For years, governments in the Gulf Cooperation Council (GCC) states had managed to maintain GDP growth and fend off social discontent by lavishly dispensing oil revenues into infrastructure projects, supporting loss-making government sector ventures and ‘creating’ jobs in the public sector for young unemployed nationals. But the slump in oil prices since mid-2014, which led to a huge fall in oil revenues and subsequent budget deficits and cuts to spending, have made governments realize that the 'business as usual' model will no longer work.
Most GCC states rely on oil as their main source of export and fiscal revenue. But with current low prices and the prospects of oil regaining its luster in the immediate future appearing increasingly bleak, governments in the six-nation bloc are looking at ways to diversify their economy and wean the local market from its near-total reliance on oil revenues. New economic diversification plans being implemented are intended to not only reduce these countries’ exposure to the volatility and uncertainty of global oil markets, but also to create a strong non-oil economy. Diversification plans aim to increase the role of private sector in the economy, improve productivity, create jobs and ensure growth that will sustain these states when oil revenue inevitably begins to dwindle in the future.
In line with their diversification plans, GCC states are introducing, or have put in place, a slew of economic, legal and financial reforms designed to strengthen the business environment, including liberalizing trade and foreign direct investment (FDI), developing infrastructure, stimulating the private sector, and privatizing, or partially-privatizing, many state-owned enterprises.
As part of this privatization drive, a string of state-asset sales are taking place across the region. Last year, Oman’s finance minister revealed, without giving any specific details, that the sultanate would privatize three state-owned companies in 2016. In April of this year, Saudi Arabia announced its 15-year development plan that includes privatization of Saudi state assets Among the state-assets up for sale are an initial public offering (IPO) for shares in oil giant Saudi Aramco and all 27 airports in the country. Meanwhile, Kuwait has been trying to sell-off its national carrier, Kuwait Airways, in an attempt to make the airline competitive and profitable. However, the 'on-again, off-again' privatization process has dampened enthusiasm among many potential buyers.
But amid all this fervor for selling off state-assets, one should not forget that there are some inherent dangers in unbridled privatization. In many parts of the world, where privatization, or partial privatization, of multiple public sector ventures have taken place, rampant corruption has been discovered. Government employees with vested interests have been found to engage in corrupt practices that wreck the intended purpose of privatization. In exchange for bending or breaking rules, these employees were found to have gained lucrative personal favors, including financial or non-financial inducements, from potential private buyers.
Also, following privatization, businesses were seen to engage in anti-competitive behaviors such as price-fixing, predatory-pricing, bid-rigging or collusions that lead to monopolistic ventures. Though corruption was once regarded as an offense relevant predominantly to the government sector and anti-competitive behavior was limited to the private sphere, there is growing evidence now of an unholy nexus existing between these two economic crimes. Ensuring an open and competitive economy calls for greater vigilance and stronger anti-trust laws to regulate the behavior and organization of business entities and criminalize corruption and anti-competitive practices in the private and public sector.

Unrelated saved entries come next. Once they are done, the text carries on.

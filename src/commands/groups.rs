use anyhow::{Context, Result};

use proxyrank::models::Group;
use proxyrank::pipeline::RunController;
use proxyrank::storage::ServerRepository;

pub async fn list_groups(repo: &dyn ServerRepository) -> Result<()> {
    let groups = repo.list_groups().await?;

    if groups.is_empty() {
        println!("No groups yet.");
        println!("Run 'proxyrank add-group --name <NAME> --url <URL>' to create one.");
        return Ok(());
    }

    println!("Groups");
    println!("================================");
    for group in groups {
        let servers = repo.list_server_ids(&group.id).await?.len();
        let state = if group.enabled { "enabled" } else { "disabled" };
        println!("{} ({servers} servers, {state})", group.name);
        println!("   ID: {}", group.id);
        if group.is_subscribed() {
            println!("   URL: {}", group.url);
        }
    }

    Ok(())
}

pub async fn add_group(
    repo: &dyn ServerRepository,
    name: String,
    url: Option<String>,
    disabled: bool,
) -> Result<()> {
    let mut group = Group::new(name, url.unwrap_or_default());
    group.enabled = !disabled;

    repo.save_group(&group)
        .await
        .context("Failed to save group")?;

    tracing::info!(group_id = %group.id, name = %group.name, "Group created");
    println!("Created group '{}' ({})", group.name, group.id);
    Ok(())
}

pub async fn enable_groups(controller: &RunController, group_ids: Vec<String>) -> Result<()> {
    controller
        .select_groups(&group_ids)
        .await
        .context("Failed to update enabled groups")?;

    let snapshot = controller.snapshot().borrow().clone();
    for group in &snapshot.groups {
        let mark = if group.enabled { "x" } else { " " };
        println!("[{mark}] {} ({})", group.name, group.id);
    }
    Ok(())
}
use anyhow::{Context, Result};

use proxyrank::pipeline::RunController;
use proxyrank::storage::ServerRepository;
use proxyrank::utils::truncate_text;

pub async fn list_servers(repo: &dyn ServerRepository, group: Option<String>) -> Result<()> {
    let entries = repo.list_entries().await?;
    let selected = repo.get_selected().await?;

    let entries: Vec<_> = entries
        .into_iter()
        .filter(|entry| group.as_deref().map_or(true, |g| entry.config.group_id == g))
        .collect();

    if entries.is_empty() {
        println!("No servers stored.");
        return Ok(());
    }

    for (i, entry) in entries.iter().enumerate() {
        let mark = match &selected {
            Some(s) if s.server_id == entry.config.id => "*",
            _ => " ",
        };
        let latency = entry
            .affiliation
            .map(|info| info.latency_label())
            .unwrap_or_default();

        println!(
            "{mark} {:>3}. {:<40} {:>8}  [{}]",
            i + 1,
            truncate_text(&entry.config.name, 40),
            latency,
            entry.config.outbound.protocol
        );
        println!("        ID: {}", entry.config.id);
    }

    Ok(())
}

pub async fn select_server(controller: &RunController, server_id: String) -> Result<()> {
    controller
        .select_server(&server_id)
        .await
        .with_context(|| format!("Failed to select server {server_id}"))?;

    println!("Selected server {server_id}");
    Ok(())
}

Though most Gulf countries have some form of anti-trust and anti-bribery laws in place, they are largely outdated and lack an overarching framework needed to tackle some of the corruption and anti-competitive practices prevailing today. Experts warn that unless GCC states strengthen their anti-trust laws and make sure the privatization of their state assets takes place in a transparent manner, they risk increasing corruption in the very industries they hope to make more competitive.
Among other things, new and stronger anti-trust laws should stop businesses from tacit collusions that create monopolies and market allocations that stifle competition. They should, penalize improper book-keeping, which allows businesses to hide corrupt transactions, and establish public registries that reveal detailed and transparent information on corporate ownership. Any vibrant economy depends on transparency, fair competition and open markets; lack of these market characteristics leads to consumers, both people and businesses, ending up with higher prices, lower quality products and services, and restricted choices, as well as an increase in inefficiency and a decrease in productivity and innovation. While privatization is great news for the GCC economies, greater news would be the implementation of anti-trust laws that stop corruption and anti-competitive behavior that affects both people and businesses.